//! Fetching article pages and loading entry files.
//!
//! The HTTP side of this module is best-effort: [`fetch_url`] reports typed
//! errors, while [`fetch_full_content`] and the [`ContentFetcher`] seam used by
//! the resolver collapse every failure into `None` so a missing article page
//! never costs the caller its entry.

use std::fs;
use std::future::Future;
use std::path::PathBuf;
use std::time::Duration;

#[cfg(feature = "fetch")]
use reqwest::Client;
#[cfg(feature = "fetch")]
use url::Url;

use crate::extract::ExtractConfig;
#[cfg(feature = "fetch")]
use crate::extract::extract_main_text;
use crate::{FeedbriefError, Result};

/// Browser-like User-Agent; many article hosts refuse obvious bots.
pub const DEFAULT_USER_AGENT: &str = "Mozilla/5.0 (Windows NT 10.0; Win64; x64) AppleWebKit/537.36 (KHTML, like Gecko) Chrome/91.0.4472.124 Safari/537.36";

/// Default request timeout in seconds.
pub const DEFAULT_TIMEOUT_SECS: u64 = 10;

/// HTTP client configuration for fetching article pages.
#[derive(Debug, Clone)]
pub struct FetchConfig {
    /// Request timeout in seconds.
    pub timeout: u64,
    /// User-Agent header sent with every request.
    pub user_agent: String,
    /// Extraction settings applied to fetched pages.
    pub extract: ExtractConfig,
}

impl Default for FetchConfig {
    fn default() -> Self {
        Self {
            timeout: DEFAULT_TIMEOUT_SECS,
            user_agent: DEFAULT_USER_AGENT.to_string(),
            extract: ExtractConfig::default(),
        }
    }
}

/// Source of full article text for a URL.
///
/// Implementations must never fail loudly: anything that goes wrong is
/// reported as `None` and the caller keeps the content it already has.
pub trait ContentFetcher: Send + Sync {
    /// Fetches `url` and extracts its main text, giving up after `timeout`.
    fn fetch(&self, url: &str, timeout: Duration) -> impl Future<Output = Option<String>> + Send;
}

/// [`ContentFetcher`] that retrieves pages over HTTP(S).
#[cfg(feature = "fetch")]
#[derive(Debug, Clone)]
pub struct HttpFetcher {
    client: Client,
    config: FetchConfig,
}

#[cfg(feature = "fetch")]
impl HttpFetcher {
    /// Builds a fetcher with one pooled client for all requests.
    pub fn new(config: FetchConfig) -> Result<Self> {
        let client = build_client(&config)?;
        Ok(Self { client, config })
    }

    pub fn config(&self) -> &FetchConfig {
        &self.config
    }

    async fn fetch_page(&self, url: &str, timeout: Duration) -> Result<String> {
        get_text(&self.client, url, timeout).await
    }
}

#[cfg(feature = "fetch")]
impl ContentFetcher for HttpFetcher {
    async fn fetch(&self, url: &str, timeout: Duration) -> Option<String> {
        let html = match self.fetch_page(url, timeout).await {
            Ok(html) => html,
            Err(e) => {
                tracing::warn!(url, error = %e, "failed to fetch article content");
                return None;
            }
        };

        match extract_main_text(&html, &self.config.extract) {
            Ok(text) => Some(text),
            Err(e) => {
                tracing::debug!(url, error = %e, "could not extract substantial content");
                None
            }
        }
    }
}

#[cfg(feature = "fetch")]
fn build_client(config: &FetchConfig) -> Result<Client> {
    Client::builder()
        .user_agent(config.user_agent.as_str())
        .timeout(Duration::from_secs(config.timeout))
        .build()
        .map_err(FeedbriefError::HttpError)
}

#[cfg(feature = "fetch")]
async fn get_text(client: &Client, url: &str, timeout: Duration) -> Result<String> {
    let parsed_url = Url::parse(url).map_err(|e| FeedbriefError::InvalidUrl(e.to_string()))?;

    if !matches!(parsed_url.scheme(), "http" | "https") {
        return Err(FeedbriefError::InvalidUrl(format!(
            "unsupported scheme '{}' (expected http or https)",
            parsed_url.scheme()
        )));
    }

    let timeout_err = |e: reqwest::Error| {
        if e.is_timeout() { FeedbriefError::Timeout { timeout: timeout.as_secs() } } else { FeedbriefError::HttpError(e) }
    };

    let response = client
        .get(parsed_url)
        .timeout(timeout)
        .header(
            "Accept",
            "text/html,application/xhtml+xml,application/xml;q=0.9,*/*;q=0.8",
        )
        .header("Accept-Language", "en-US,en;q=0.9")
        .send()
        .await
        .map_err(timeout_err)?;

    let status = response.status();
    if !status.is_success() {
        return Err(FeedbriefError::HttpStatus { status: status.as_u16() });
    }

    response.text().await.map_err(timeout_err)
}

/// Fetches HTML content from a URL.
///
/// Performs a GET request with the configured User-Agent, following
/// redirects, and returns the body of a successful response.
///
/// # Errors
///
/// [`FeedbriefError::InvalidUrl`], [`FeedbriefError::Timeout`],
/// [`FeedbriefError::HttpStatus`] or [`FeedbriefError::HttpError`].
#[cfg(feature = "fetch")]
pub async fn fetch_url(url: &str, config: &FetchConfig) -> Result<String> {
    let client = build_client(config)?;
    get_text(&client, url, Duration::from_secs(config.timeout)).await
}

/// Fetches a page and extracts its article text.
///
/// Returns `None` on any transport failure, non-success status, or when the
/// extracted text is not long enough to be an article.
#[cfg(feature = "fetch")]
pub async fn fetch_full_content(url: &str, config: &FetchConfig) -> Option<String> {
    match HttpFetcher::new(config.clone()) {
        Ok(fetcher) => fetcher.fetch(url, Duration::from_secs(config.timeout)).await,
        Err(e) => {
            tracing::error!(url, error = %e, "could not build HTTP client");
            None
        }
    }
}

/// Reads a local file to a string.
///
/// Callers should validate and sanitize the path when accepting user input.
pub fn fetch_file(path: &str) -> Result<String> {
    let path_buf = PathBuf::from(path);

    if !path_buf.exists() {
        Err(FeedbriefError::FileNotFound(path_buf))
    } else {
        fs::read_to_string(&path_buf).map_err(FeedbriefError::from)
    }
}

/// Reads all of standard input.
pub fn fetch_stdin() -> Result<String> {
    use std::io::{self, Read};

    let mut buffer = String::new();
    io::stdin().read_to_string(&mut buffer)?;

    Ok(buffer)
}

→ Exercise objective
Write out each line above with the word "input".

→ Response to this exercise
/// Callers should validate and sanitize the path when accepting user input.
/// Reads all of standard input.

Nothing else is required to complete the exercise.